* [Data under study]

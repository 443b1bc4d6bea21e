use desidia_schema::ApiErrorBody;
use reqwest::StatusCode;
use serde_json::Value;
use thiserror::Error as ThisError;

const FALLBACK_MESSAGE: &str = "An unexpected error occurred";

/// Coarse classification of a failed request.
#[derive(Debug, Clone, Copy, PartialEq, Eq, Hash)]
pub enum ErrorKind {
    /// No response was received (connect failure, timeout, broken body).
    Network,
    /// The server answered with a failure not covered by a narrower kind.
    Http,
    /// A 401 that survived a failed token refresh; the session is gone.
    AuthExpired,
    /// A 4xx carrying field-level `errors`.
    Validation,
    NotFound,
    Server,
}

/// The single error shape every transport call resolves to.
///
/// Built from whatever went wrong (socket error, HTTP status, undecodable
/// body) so stores and callers only ever match on one type.
#[derive(Debug, Clone, ThisError)]
#[error("{message} (code: {code})")]
pub struct ApiError {
    pub kind: ErrorKind,
    /// `None` when no response was received.
    pub status: Option<StatusCode>,
    pub message: String,
    pub errors: Vec<Value>,
    pub code: String,
}

impl ApiError {
    /// Normalize a non-2xx response from its status and raw body.
    pub fn from_response(status: StatusCode, body: &[u8]) -> Self {
        let parsed = serde_json::from_slice::<ApiErrorBody>(body).unwrap_or_default();

        let message = parsed
            .message
            .filter(|m| !m.trim().is_empty())
            .or_else(|| status.canonical_reason().map(str::to_string))
            .unwrap_or_else(|| FALLBACK_MESSAGE.to_string());

        Self {
            kind: classify(status, &parsed.errors),
            status: Some(status),
            message,
            errors: parsed.errors,
            code: parsed.code.unwrap_or_else(|| "UNKNOWN_ERROR".to_string()),
        }
    }

    pub fn network(err: &reqwest::Error) -> Self {
        let message = err.to_string();
        Self {
            kind: ErrorKind::Network,
            status: None,
            message: if message.is_empty() {
                FALLBACK_MESSAGE.to_string()
            } else {
                message
            },
            errors: Vec::new(),
            code: "NETWORK_ERROR".to_string(),
        }
    }

    pub fn auth_expired(message: impl Into<String>) -> Self {
        Self {
            kind: ErrorKind::AuthExpired,
            status: Some(StatusCode::UNAUTHORIZED),
            message: message.into(),
            errors: Vec::new(),
            code: "AUTH_EXPIRED".to_string(),
        }
    }

    /// A 2xx body that did not match the expected shape.
    pub fn decode(err: &serde_json::Error) -> Self {
        Self {
            kind: ErrorKind::Http,
            status: None,
            message: format!("Failed to decode response: {err}"),
            errors: Vec::new(),
            code: "DECODE_ERROR".to_string(),
        }
    }

    /// A request body that could not be turned into JSON.
    pub fn encode(err: &serde_json::Error) -> Self {
        Self {
            kind: ErrorKind::Http,
            status: None,
            message: format!("Failed to encode request body: {err}"),
            errors: Vec::new(),
            code: "ENCODE_ERROR".to_string(),
        }
    }

    pub fn is_unauthorized(&self) -> bool {
        self.status == Some(StatusCode::UNAUTHORIZED)
    }
}

fn classify(status: StatusCode, errors: &[Value]) -> ErrorKind {
    if status == StatusCode::NOT_FOUND {
        ErrorKind::NotFound
    } else if status.is_server_error() {
        ErrorKind::Server
    } else if status.is_client_error() && !errors.is_empty() {
        ErrorKind::Validation
    } else {
        ErrorKind::Http
    }
}

#[cfg(test)]
mod tests {
    use super::*;
    use serde_json::json;

    fn body(v: Value) -> Vec<u8> {
        serde_json::to_vec(&v).expect("encode body")
    }

    #[test]
    fn validation_errors_are_kept() {
        let err = ApiError::from_response(
            StatusCode::UNPROCESSABLE_ENTITY,
            &body(json!({
                "message": "Validation failed",
                "code": "VALIDATION_ERROR",
                "errors": [{ "field": "title", "message": "required" }],
            })),
        );

        assert_eq!(err.kind, ErrorKind::Validation);
        assert_eq!(err.status, Some(StatusCode::UNPROCESSABLE_ENTITY));
        assert_eq!(err.message, "Validation failed");
        assert_eq!(err.code, "VALIDATION_ERROR");
        assert_eq!(err.errors.len(), 1);
    }

    #[test]
    fn client_error_without_field_errors_is_plain_http() {
        let err = ApiError::from_response(
            StatusCode::FORBIDDEN,
            &body(json!({ "message": "Nope" })),
        );

        assert_eq!(err.kind, ErrorKind::Http);
        assert_eq!(err.code, "UNKNOWN_ERROR");
    }

    #[test]
    fn not_found_and_server_errors_are_classified() {
        let not_found = ApiError::from_response(StatusCode::NOT_FOUND, b"");
        assert_eq!(not_found.kind, ErrorKind::NotFound);
        assert_eq!(not_found.message, "Not Found");

        let server = ApiError::from_response(StatusCode::BAD_GATEWAY, b"<html>upstream</html>");
        assert_eq!(server.kind, ErrorKind::Server);
        assert!(server.errors.is_empty());
    }

    #[test]
    fn auth_expired_reports_unauthorized() {
        let err = ApiError::auth_expired("Session expired");
        assert_eq!(err.kind, ErrorKind::AuthExpired);
        assert!(err.is_unauthorized());
        assert_eq!(err.code, "AUTH_EXPIRED");
    }
}
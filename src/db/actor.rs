use crate::db::schema::SQLITE_INIT;
use crate::db::traits::KeyValueStore;
use crate::error::DesidiaError;
use async_trait::async_trait;
use chrono::Utc;
use ractor::{Actor, ActorProcessingErr, ActorRef, RpcReplyPort};
use sqlx::SqlitePool;
use sqlx::sqlite::{SqliteConnectOptions, SqliteJournalMode, SqlitePoolOptions, SqliteSynchronous};
use std::{str::FromStr, time::Duration};
use tracing::{debug, info};

#[derive(Debug)]
pub enum DbActorMessage {
    /// Read one key.
    Get(String, RpcReplyPort<Result<Option<String>, DesidiaError>>),

    /// Insert or overwrite one key.
    Set(String, String, RpcReplyPort<Result<(), DesidiaError>>),

    /// Delete several keys in one transaction.
    Remove(Vec<String>, RpcReplyPort<Result<(), DesidiaError>>),
}

#[derive(Clone)]
pub struct DbActorHandle {
    actor: ActorRef<DbActorMessage>,
}

impl DbActorHandle {
    pub async fn get_value(&self, key: &str) -> Result<Option<String>, DesidiaError> {
        ractor::call!(self.actor, DbActorMessage::Get, key.to_string())
            .map_err(|e| DesidiaError::RactorError(format!("DbActor Get RPC failed: {e}")))?
    }

    pub async fn set_value(&self, key: &str, value: &str) -> Result<(), DesidiaError> {
        ractor::call!(
            self.actor,
            DbActorMessage::Set,
            key.to_string(),
            value.to_string()
        )
        .map_err(|e| DesidiaError::RactorError(format!("DbActor Set RPC failed: {e}")))?
    }

    pub async fn remove_values(&self, keys: Vec<String>) -> Result<(), DesidiaError> {
        ractor::call!(self.actor, DbActorMessage::Remove, keys)
            .map_err(|e| DesidiaError::RactorError(format!("DbActor Remove RPC failed: {e}")))?
    }
}

#[async_trait]
impl KeyValueStore for DbActorHandle {
    async fn get(&self, key: &str) -> Result<Option<String>, DesidiaError> {
        self.get_value(key).await
    }

    async fn set(&self, key: &str, value: &str) -> Result<(), DesidiaError> {
        self.set_value(key, value).await
    }

    async fn remove(&self, keys: &[&str]) -> Result<(), DesidiaError> {
        self.remove_values(keys.iter().map(|k| (*k).to_string()).collect())
            .await
    }
}

struct DbActorState {
    pool: SqlitePool,
}

struct DbActor;

#[ractor::async_trait]
impl Actor for DbActor {
    type Msg = DbActorMessage;
    type State = DbActorState;
    type Arguments = String;

    async fn pre_start(
        &self,
        _myself: ActorRef<Self::Msg>,
        database_url: Self::Arguments,
    ) -> Result<Self::State, ActorProcessingErr> {
        let connect_opts = SqliteConnectOptions::from_str(database_url.as_str())
            .map_err(|e| ActorProcessingErr::from(format!("invalid database url: {e}")))?
            .create_if_missing(true)
            .busy_timeout(Duration::from_secs(5))
            .journal_mode(SqliteJournalMode::Wal)
            .synchronous(SqliteSynchronous::Normal);

        let pool = SqlitePoolOptions::new()
            .connect_with(connect_opts)
            .await
            .map_err(|e| ActorProcessingErr::from(format!("db connect failed: {e}")))?;

        apply_schema(&pool)
            .await
            .map_err(|e| ActorProcessingErr::from(format!("db schema init failed: {e}")))?;

        info!("DbActor initialized");
        Ok(DbActorState { pool })
    }

    async fn handle(
        &self,
        _myself: ActorRef<Self::Msg>,
        message: Self::Msg,
        state: &mut Self::State,
    ) -> Result<(), ActorProcessingErr> {
        match message {
            DbActorMessage::Get(key, reply) => {
                let res = self.get(&state.pool, &key).await;
                let _ = reply.send(res);
            }
            DbActorMessage::Set(key, value, reply) => {
                let res = self.set(&state.pool, &key, &value).await;
                let _ = reply.send(res);
            }
            DbActorMessage::Remove(keys, reply) => {
                let res = self.remove(&state.pool, &keys).await;
                let _ = reply.send(res);
            }
        }
        Ok(())
    }
}

impl DbActor {
    async fn get(&self, pool: &SqlitePool, key: &str) -> Result<Option<String>, DesidiaError> {
        let value: Option<String> = sqlx::query_scalar(
            r#"
        SELECT value
        FROM kv_store
        WHERE key = ?
        "#,
        )
        .bind(key)
        .fetch_optional(pool)
        .await?;

        Ok(value)
    }

    async fn set(&self, pool: &SqlitePool, key: &str, value: &str) -> Result<(), DesidiaError> {
        sqlx::query(
            r#"
        INSERT INTO kv_store (key, value, updated_at)
        VALUES (?, ?, ?)
        ON CONFLICT(key) DO UPDATE SET
            value = excluded.value,
            updated_at = excluded.updated_at
        "#,
        )
        .bind(key)
        .bind(value)
        .bind(Utc::now())
        .execute(pool)
        .await?;

        debug!(key, "DbActor stored key");
        Ok(())
    }

    async fn remove(&self, pool: &SqlitePool, keys: &[String]) -> Result<(), DesidiaError> {
        let mut tx = pool.begin().await?;
        for key in keys {
            sqlx::query("DELETE FROM kv_store WHERE key = ?")
                .bind(key)
                .execute(&mut *tx)
                .await?;
        }
        tx.commit().await?;

        debug!(count = keys.len(), "DbActor removed keys");
        Ok(())
    }
}

/// Spawn the database actor and return a cloneable handle.
pub async fn spawn(database_url: &str) -> Result<DbActorHandle, DesidiaError> {
    let (actor, _jh) = ractor::Actor::spawn(None, DbActor, database_url.to_string())
        .await
        .map_err(|e| DesidiaError::RactorError(format!("failed to spawn DbActor: {e}")))?;

    Ok(DbActorHandle { actor })
}

async fn apply_schema(pool: &SqlitePool) -> Result<(), DesidiaError> {
    for stmt in SQLITE_INIT.split(';') {
        let s = stmt.trim();
        if s.is_empty() {
            continue;
        }
        sqlx::query(s).execute(pool).await?;
    }
    Ok(())
}
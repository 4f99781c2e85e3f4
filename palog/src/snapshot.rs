//! Per-tick views of the player list, keyed by name, uid and steam id.

use std::collections::{BTreeMap, HashMap};

use palog_rcon::Player;

/// Value the server reports for an id it does not know.
pub const UNKNOWN_ID: &str = "00000000";

/// Escaped NUL the server sometimes leaves inside ids.
pub const NUL_MARKER: &str = "\\x00";

/// Shortest player uid trusted as a lookup key.
pub const MIN_UID_LEN: usize = 9;

/// Shortest player uid for which the steam id is trusted as a lookup key.
pub const MIN_UID_LEN_FOR_STEAM_ID: usize = 12;

/// Key used to index a player by name, if usable
///
/// Rules:
/// - Name cannot be empty
/// - Steam id cannot be the unknown sentinel
pub fn name_key(player: &Player) -> Option<&str> {
    if player.name.is_empty() || player.steam_id == UNKNOWN_ID {
        return None;
    }
    Some(&player.name)
}

/// Key used to index a player by uid, if usable
///
/// Rules:
/// - Neither id can be the unknown sentinel
/// - Uid must be at least 9 characters and contain no NUL marker
pub fn uid_key(player: &Player) -> Option<&str> {
    let uid = &player.player_uid;
    if uid == UNKNOWN_ID
        || player.steam_id == UNKNOWN_ID
        || uid.chars().count() < MIN_UID_LEN
        || uid.contains(NUL_MARKER)
    {
        return None;
    }
    Some(uid)
}

/// Key used to index a player by steam id, if usable
///
/// Rules:
/// - Steam id cannot be empty, the unknown sentinel, or contain a NUL marker
/// - Uid must be at least 12 characters
pub fn steam_key(player: &Player) -> Option<&str> {
    let steam_id = &player.steam_id;
    if steam_id.is_empty()
        || steam_id == UNKNOWN_ID
        || steam_id.contains(NUL_MARKER)
        || player.player_uid.chars().count() < MIN_UID_LEN_FOR_STEAM_ID
    {
        return None;
    }
    Some(steam_id)
}

/// Everything observed on one tick. Last write wins on key collisions.
#[derive(Debug, Clone, Default, PartialEq)]
pub struct Snapshot {
    pub by_name: BTreeMap<String, Player>,
    pub by_uid: HashMap<String, Player>,
    pub by_steam_id: HashMap<String, Player>,
}

impl Snapshot {
    pub fn new(players: &[Player]) -> Self {
        let mut snapshot = Self::default();
        for player in players {
            if let Some(name) = name_key(player) {
                snapshot.by_name.insert(name.to_string(), player.clone());
            }
            if let Some(uid) = uid_key(player) {
                snapshot.by_uid.insert(uid.to_string(), player.clone());
            }
            if let Some(steam_id) = steam_key(player) {
                snapshot.by_steam_id.insert(steam_id.to_string(), player.clone());
            }
        }
        snapshot
    }

    pub fn contains_name(&self, name: &str) -> bool {
        self.by_name.contains_key(name)
    }

    /// Name this snapshot knows `player` by, matched on secondary ids.
    ///
    /// The steam id match is applied after the uid match and wins over it.
    pub fn resolve_name<'a>(&'a self, player: &'a Player) -> &'a str {
        let mut name = player.name.as_str();
        if let Some(known) = self.by_uid.get(&player.player_uid) {
            name = &known.name;
        }
        if let Some(known) = self.by_steam_id.get(&player.steam_id) {
            name = &known.name;
        }
        name
    }

    pub fn len(&self) -> usize {
        self.by_name.len()
    }

    pub fn is_empty(&self) -> bool {
        self.by_name.is_empty()
    }
}

/// The current snapshot plus the two before it.
#[derive(Debug, Clone, Default)]
pub struct SnapshotHistory {
    current: Option<Snapshot>,
    previous: Option<Snapshot>,
    before_previous: Option<Snapshot>,
}

impl SnapshotHistory {
    /// Roll the window forward by one tick.
    pub fn push(&mut self, snapshot: Snapshot) {
        self.before_previous = self.previous.take();
        self.previous = self.current.replace(snapshot);
    }

    pub fn current(&self) -> Option<&Snapshot> {
        self.current.as_ref()
    }

    pub fn previous(&self) -> Option<&Snapshot> {
        self.previous.as_ref()
    }

    pub fn before_previous(&self) -> Option<&Snapshot> {
        self.before_previous.as_ref()
    }
}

* [Exercise objective] Go through the entries above and count the lines containing the word "tick"; give only that count.

* [Completed task] 3